RE: htdig, general customization

Albert . Langer Sun, 15 Nov 1998 17:36:13 -0500

[JB]
Total archive size is ~110,000 messages. Growth is currently under
1000 per day. There may be room for improving search indexing
efficiency (incrementallity?), which could deliver tangible benefits, as
you mentioned.


[AL]
What is the corresponding average number of Web requests (for messages
and for indexes) per day?

Presumably dividing that number by each of the total archive size and
new messages per day would provide two major indicators that could be
correlated with expected future web traffic, but would be misleading
without a pattern for Web requests as a function of the length of time
the message has been stored. Do you have any way to extract that "decay"
pattern from Apache logs correlated with timestamps on corresponding
message files?

Also what is the 24 hour and 7 day pattern for web requests and for new
message arrivals to estimate their peak periods for capacity
projections?

If for example one used the crude 80/20 rule to suppose that there are
currently 800 new messages arriving over 5 peak period hours (approx 20%
of the day), that is 160 per hour. Your FAQ estimates a capacity for
5,000 messages per hour with current configuration so (assuming
unchanged distribution of list sizes etc) that would allow scaling to
about a factor of 60 - say from 150 lists to 10,000 (still a very small
part of the total of half a million or so estimated to already exist
prior to expected explosion in list use when the enormous numbers of
people still learning to "surf the web" discover that actual
participation through lists is more interesting).

Earlier calculations show factor of 17 in total size before continuous
weekly indexing necessary.
This suggests incremental indexing more urgent than improvements in new
message per hour capacity. Even more so since total size will grow just
from age of archives as well as from growth in new messages.
 
Would be more difficult but interesting to also do stats on correlations
between average Web requests per message per week, new messages per
week, number of subscribers, age of list, age of list archive and number
of posters who generate various proportions of the posted messages -
also standard deviations etc (and breakdowns by categories of list when
these are established).
(Some of these figures may be available from surveys of major lists,
correlation with archive web requests is the thing your analysis could
contribute. There are probably lots of social science types doing
"internet" related projects who could be encouraged to look into this.)

[JB]
I chose htDig because it appeared to beat out the competition by being
cleanly implemented, documented, robust, credible, customizable, well
supported, actively maintained, very fast at searching, linux
compatible, open source, widely used, and installable via RPM.  Its
biggest drawbacks are that indexing (as currently configured) takes
time, and that it uses a good chunk of disk space for its indexes.
(I'd rather buy more disk space than a bigger CPU, though)

[AL]
Sounds like good reasons! Long term speed of searching will be more
important than speed of indexing and disk space. More below.

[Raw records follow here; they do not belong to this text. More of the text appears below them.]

//! Polling watchers.
//!
//! # Responsibilities
//! - Periodically fetch a snapshot from the control plane
//! - Guard each fetch with the watcher's own circuit breaker and retry manager
//! - Replace the snapshot and notify subscribers only when it changed
//! - Route fetch errors to `on_error` subscribers and keep polling
//!
//! # Design Decisions
//! - One tokio task per running watcher; ticks are strictly sequential
//! - The first tick fires one interval after `start`
//! - Callbacks run synchronously on the polling task, outside the watcher lock.
//!   A slow callback delays the next tick; offload heavy work to your own task.
//! - Callbacks must not panic: a panic ends the polling task
//! - `stop` only signals; the task exits at its next suspension point (tick
//!   wait, fetch or backoff) without a final callback. A result that lands
//!   after `stop` is dropped. Use `stop_and_wait` for strict drain.

use std::fmt;
use std::hash::Hash;
use std::ops::ControlFlow;
use std::sync::{Arc, Mutex, MutexGuard, RwLock, RwLockReadGuard, RwLockWriteGuard};
use std::time::Duration;

use async_trait::async_trait;
use tokio::task::JoinHandle;
use tokio::time::{self, Instant, MissedTickBehavior};
use tokio_util::sync::CancellationToken;

use crate::config::CircuitBreakerConfig;
use crate::control_plane::{
    ConfigFetcher, ConfigKey, ConfigSnapshot, FetchError, Instance, InstanceFetcher, ServiceKey,
};
use crate::observability::metrics;
use crate::resilience::{BackoffPolicy, CircuitBreaker, RetryError, RetryManager};
use crate::watch::diff::{config_changed, instances_changed};
use crate::watch::types::{ChangeCallback, ErrorCallback, WatchError};

/// Something a watcher can poll: a keyed fetch plus a change test.
#[async_trait]
pub trait WatchSource: Send + Sync + 'static {
    type Key: Clone + Eq + Hash + fmt::Display + fmt::Debug + Send + Sync + 'static;
    type Snapshot: Clone + Send + Sync + 'static;

    /// Label for logs and metrics ("service", "config").
    const KIND: &'static str;

    fn key(&self) -> &Self::Key;

    async fn fetch(&self) -> Result<Self::Snapshot, FetchError>;

    /// Whether `new` should replace `old` and be announced.
    fn changed(old: Option<&Self::Snapshot>, new: &Self::Snapshot) -> bool;
}

/// Polls the instance set of one service.
pub struct ServiceSource {
    key: ServiceKey,
    fetcher: Arc<dyn InstanceFetcher>,
}

impl ServiceSource {
    pub fn new(key: ServiceKey, fetcher: Arc<dyn InstanceFetcher>) -> Self {
        Self { key, fetcher }
    }
}

#[async_trait]
impl WatchSource for ServiceSource {
    type Key = ServiceKey;
    type Snapshot = Vec<Instance>;

    const KIND: &'static str = "service";

    fn key(&self) -> &ServiceKey {
        &self.key
    }

    async fn fetch(&self) -> Result<Vec<Instance>, FetchError> {
        self.fetcher
            .fetch_instances(&self.key.service, &self.key.namespace)
            .await
    }

    fn changed(old: Option<&Vec<Instance>>, new: &Vec<Instance>) -> bool {
        instances_changed(old.map(Vec::as_slice).unwrap_or(&[]), new)
    }
}

/// Polls one configuration file.
pub struct ConfigSource {
    key: ConfigKey,
    fetcher: Arc<dyn ConfigFetcher>,
}

impl ConfigSource {
    pub fn new(key: ConfigKey, fetcher: Arc<dyn ConfigFetcher>) -> Self {
        Self { key, fetcher }
    }
}

#[async_trait]
impl WatchSource for ConfigSource {
    type Key = ConfigKey;
    type Snapshot = ConfigSnapshot;

    const KIND: &'static str = "config";

    fn key(&self) -> &ConfigKey {
        &self.key
    }

    async fn fetch(&self) -> Result<ConfigSnapshot, FetchError> {
        self.fetcher
            .fetch_config(&self.key.namespace, &self.key.group, &self.key.file_name)
            .await
    }

    fn changed(old: Option<&ConfigSnapshot>, new: &ConfigSnapshot) -> bool {
        config_changed(old, Some(new))
    }
}

/// Per-watcher settings; each watcher builds its own breaker and retry manager from them.
#[derive(Debug, Clone)]
pub struct WatcherSettings {
    pub interval: Duration,
    pub backoff: BackoffPolicy,
    pub breaker: CircuitBreakerConfig,
}

struct Subscription<T> {
    last: Option<T>,
    on_change: Vec<ChangeCallback<T>>,
    on_error: Vec<ErrorCallback>,
}

struct PollTask {
    cancel: CancellationToken,
    handle: JoinHandle<()>,
}

/// A polling watcher over one key.
pub struct Watcher<S: WatchSource> {
    source: S,
    interval: Duration,
    retry: RetryManager,
    breaker: CircuitBreaker,
    subscription: RwLock<Subscription<S::Snapshot>>,
    task: Mutex<Option<PollTask>>,
}

/// Watches the instance set of a service.
pub type ServiceWatcher = Watcher<ServiceSource>;

/// Watches a configuration file.
pub type ConfigWatcher = Watcher<ConfigSource>;

impl<S: WatchSource> Watcher<S> {
    pub fn new(source: S, interval: Duration, retry: RetryManager, breaker: CircuitBreaker) -> Self {
        Self {
            source,
            interval,
            retry,
            breaker,
            subscription: RwLock::new(Subscription {
                last: None,
                on_change: Vec::new(),
                on_error: Vec::new(),
            }),
            task: Mutex::new(None),
        }
    }

    /// Build a stopped watcher with a fresh breaker and retry manager.
    pub fn with_settings(source: S, settings: &WatcherSettings) -> Self {
        let breaker = CircuitBreaker::new(format!("{}:{}", S::KIND, source.key()), &settings.breaker);
        let retry = RetryManager::new(settings.backoff.clone());
        Self::new(source, settings.interval, retry, breaker)
    }

    pub fn key(&self) -> &S::Key {
        self.source.key()
    }

    pub fn interval(&self) -> Duration {
        self.interval
    }

    /// This watcher's breaker, for state inspection or operational override.
    pub fn breaker(&self) -> &CircuitBreaker {
        &self.breaker
    }

    /// Spawn the polling task. No-op while already running.
    ///
    /// Must be called from within a tokio runtime.
    pub fn start(self: &Arc<Self>) {
        let mut task = self.lock_task();
        if task.as_ref().is_some_and(|t| !t.handle.is_finished()) {
            return;
        }

        let cancel = CancellationToken::new();
        let handle = tokio::spawn(Arc::clone(self).run(cancel.clone()));
        *task = Some(PollTask { cancel, handle });

        tracing::info!(
            kind = S::KIND,
            key = %self.key(),
            interval = ?self.interval,
            "Started watching"
        );
    }

    /// Signal the polling task to exit and return immediately. No-op while stopped.
    pub fn stop(&self) {
        let task = self.lock_task().take();
        if let Some(task) = task {
            task.cancel.cancel();
            tracing::info!(kind = S::KIND, key = %self.key(), "Stopped watching");
        }
    }

    /// Stop and wait for the polling task to finish its current tick.
    ///
    /// Must not be called from one of this watcher's own callbacks.
    pub async fn stop_and_wait(&self) {
        let task = self.lock_task().take();
        if let Some(task) = task {
            task.cancel.cancel();
            if let Err(e) = task.handle.await {
                if e.is_panic() {
                    tracing::error!(kind = S::KIND, key = %self.key(), "Watch task panicked in a callback");
                }
            }
            tracing::info!(kind = S::KIND, key = %self.key(), "Stopped watching (drained)");
        }
    }

    pub fn is_running(&self) -> bool {
        self.lock_task()
            .as_ref()
            .is_some_and(|t| !t.handle.is_finished())
    }

    /// Register a callback for snapshot changes.
    pub fn on_change(&self, callback: impl Fn(&S::Snapshot) + Send + Sync + 'static) {
        self.write_subscription().on_change.push(Arc::new(callback));
    }

    /// Register a callback for failed ticks.
    pub fn on_error(&self, callback: impl Fn(&WatchError) + Send + Sync + 'static) {
        self.write_subscription().on_error.push(Arc::new(callback));
    }

    /// The most recently committed snapshot, if any.
    pub fn last_snapshot(&self) -> Option<S::Snapshot> {
        self.read_subscription().last.clone()
    }

    async fn run(self: Arc<Self>, cancel: CancellationToken) {
        let mut ticker = time::interval_at(Instant::now() + self.interval, self.interval);
        ticker.set_missed_tick_behavior(MissedTickBehavior::Delay);

        loop {
            tokio::select! {
                _ = cancel.cancelled() => break,
                _ = ticker.tick() => {}
            }

            if self.tick(&cancel).await.is_break() {
                break;
            }
        }

        tracing::debug!(kind = S::KIND, key = %self.key(), "Watch loop exited");
    }

    async fn tick(&self, cancel: &CancellationToken) -> ControlFlow<()> {
        let started = Instant::now();
        let source = &self.source;

        let result = self
            .breaker
            .call_classified(
                || self.retry.run_cancellable_if(cancel, FetchError::is_retryable, || source.fetch()),
                |e: &RetryError<FetchError>| !e.is_cancelled(),
            )
            .await
            .map_err(WatchError::from);

        // stopped while the fetch was completing
        if cancel.is_cancelled() {
            return ControlFlow::Break(());
        }

        match result {
            Ok(snapshot) => {
                metrics::record_fetch(S::KIND, "success", started);
                self.apply(snapshot);
                ControlFlow::Continue(())
            }
            Err(WatchError::Cancelled) => ControlFlow::Break(()),
            Err(err) => {
                metrics::record_fetch(S::KIND, "error", started);
                tracing::error!(kind = S::KIND, key = %self.key(), error = %err, "Failed to fetch from control plane");
                self.notify_error(&err);
                ControlFlow::Continue(())
            }
        }
    }

    fn apply(&self, snapshot: S::Snapshot) {
        let callbacks = {
            let mut subscription = self.write_subscription();
            if !S::changed(subscription.last.as_ref(), &snapshot) {
                return;
            }
            subscription.last = Some(snapshot.clone());
            subscription.on_change.clone()
        };

        metrics::record_change(S::KIND);
        tracing::info!(kind = S::KIND, key = %self.key(), "Control plane snapshot changed");

        for callback in &callbacks {
            callback(&snapshot);
        }
    }

    fn notify_error(&self, err: &WatchError) {
        let callbacks = self.read_subscription().on_error.clone();
        for callback in &callbacks {
            callback(err);
        }
    }

    fn lock_task(&self) -> MutexGuard<'_, Option<PollTask>> {
        self.task.lock().expect("watcher task mutex poisoned")
    }

    fn read_subscription(&self) -> RwLockReadGuard<'_, Subscription<S::Snapshot>> {
        self.subscription.read().expect("watcher subscription lock poisoned")
    }

    fn write_subscription(&self) -> RwLockWriteGuard<'_, Subscription<S::Snapshot>> {
        self.subscription.write().expect("watcher subscription lock poisoned")
    }
}

impl Watcher<ServiceSource> {
    pub fn set_on_instances_changed(&self, callback: impl Fn(&Vec<Instance>) + Send + Sync + 'static) {
        self.on_change(callback);
    }

    pub fn set_on_error(&self, callback: impl Fn(&WatchError) + Send + Sync + 'static) {
        self.on_error(callback);
    }

    /// Last committed instance set; empty before the first change.
    pub fn last_instances(&self) -> Vec<Instance> {
        self.last_snapshot().unwrap_or_default()
    }
}

impl Watcher<ConfigSource> {
    pub fn set_on_config_changed(&self, callback: impl Fn(&ConfigSnapshot) + Send + Sync + 'static) {
        self.on_change(callback);
    }

    pub fn set_on_error(&self, callback: impl Fn(&WatchError) + Send + Sync + 'static) {
        self.on_error(callback);
    }

    pub fn last_config(&self) -> Option<ConfigSnapshot> {
        self.last_snapshot()
    }
}

impl<S: WatchSource> fmt::Debug for Watcher<S> {
    fn fmt(&self, f: &mut fmt::Formatter<'_>) -> fmt::Result {
        f.debug_struct("Watcher")
            .field("kind", &S::KIND)
            .field("key", self.key())
            .field("interval", &self.interval)
            .field("breaker", &self.breaker.state())
            .finish()
    }
}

(Catching up with items not replied to in private email from earlier
message:
http://www.mail-archive.com/[email protected]/msg00041.html )

[JB]
Ideally, messages should be indexed for searching as soon as they are
received. However, if this is not practical (due to computational
expense) your solution is a good one. 

There still may be some confusion, as the search engine will
only match the first message. Still, this is better than the current
situation.

[AL] 
Thanks for having already fixed error message problem so promptly!

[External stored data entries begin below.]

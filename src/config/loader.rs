//! Configuration loading from disk.

use std::path::Path;
use std::fs;
use thiserror::Error;

use crate::config::schema::WatchConfig;
use crate::config::validation::{validate_config, ValidationError};

/// Error type for configuration loading.
#[derive(Debug, Error)]
pub enum ConfigError {
    #[error("IO error: {0}")]
    Io(#[from] std::io::Error),

    #[error("Parse error: {0}")]
    Parse(#[from] toml::de::Error),

    #[error("Validation failed: {}", join_errors(.0))]
    Validation(Vec<ValidationError>),
}

fn join_errors(errors: &[ValidationError]) -> String {
    errors
        .iter()
        .map(ToString::to_string)
        .collect::<Vec<_>>()
        .join(", ")
}

/// Parse and validate configuration from a TOML string.
pub fn parse_config(content: &str) -> Result<WatchConfig, ConfigError> {
    let config: WatchConfig = toml::from_str(content)?;
    validate_config(&config).map_err(ConfigError::Validation)?;
    Ok(config)
}

/// Load and validate configuration from a TOML file.
pub fn load_config(path: &Path) -> Result<WatchConfig, ConfigError> {
    let content = fs::read_to_string(path)?;
    parse_config(&content)
}

#[cfg(test)]
mod tests {
    use super::*;

    #[test]
    fn test_parse_valid() {
        let config = parse_config("namespace = \"staging\"\n[circuit_breaker]\nthreshold = 0.3\n").unwrap();
        assert_eq!(config.namespace, "staging");
        assert_eq!(config.circuit_breaker.threshold, 0.3);
    }

    #[test]
    fn test_parse_error() {
        let err = parse_config("namespace = [").unwrap_err();
        assert!(matches!(err, ConfigError::Parse(_)));
    }

    #[test]
    fn test_validation_error_lists_fields() {
        let err = parse_config("[watch]\nservice_interval_secs = 0\nconfig_interval_secs = 0\n").unwrap_err();
        let message = err.to_string();
        assert!(message.starts_with("Validation failed: "));
        assert!(message.contains("watch.service_interval_secs"));
        assert!(message.contains("watch.config_interval_secs"));
    }

    #[test]
    fn test_missing_file() {
        let err = load_config(Path::new("/nonexistent/control-plane-watch.toml")).unwrap_err();
        assert!(matches!(err, ConfigError::Io(_)));
    }
}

Incremental indexing (either for each batch of messages or in frequent
larger batches such as daily or hourly) would not be just "ideal" but an
eventually essential significant enhancement over weekly index runs
which must be inherently out of date and very wasteful in re-processing
entire total number of messages instead of just new messages.

I still haven't checked out Ht://Dig and glimpse or other alternatives
but would guess that avoiding excessive computational expense would
require search engine specifically designed for incremental indexing
rather than configuration/tuning of search engine designed for (easier,
but eventually more expensive) complete re-index every run. However
might well be possible to fit a plug in replacement of the actual
indexing machinery within the general framework provided by the rest of
Ht://Dig or using the Wilma framework provided by MHonArc. Worth
investigating possibilities available now even if turns out not to be
worth doing now as would certainly be needed eventually if only because
of computational inefficiency of continously re-indexing overwhelming
majority of messages that are old when the service has been running for
a fair while. Deciding future approach now could affect design of other
changes.

[AL]
>2. Readers who receive such error messages have no way to determine who
>is "the webmaster of thissite" - the reader who first encountered the
>error naturally reported it to the mailing list instead. I am guessing
>that [EMAIL PROTECTED] is the appropriate address as a result of finding a
>"feedback" link (not "webmaster" link) at
>http://www.mail-archive.com/about.html
>This can easily be fixed by including a mailto link for the appropriate
>address in the error message text.

[JB]
Yes, that error message sucks. However, I can't change it without
patching htdig, which I am reluctant to do from a maintainability
standpoint. Better to make sure the error never appears.

[AL]
Error messages potentially displayed to end users exist because it is
impractical to make sure the errors never happen (as opposed to
eliminating particular occasions as you have just done).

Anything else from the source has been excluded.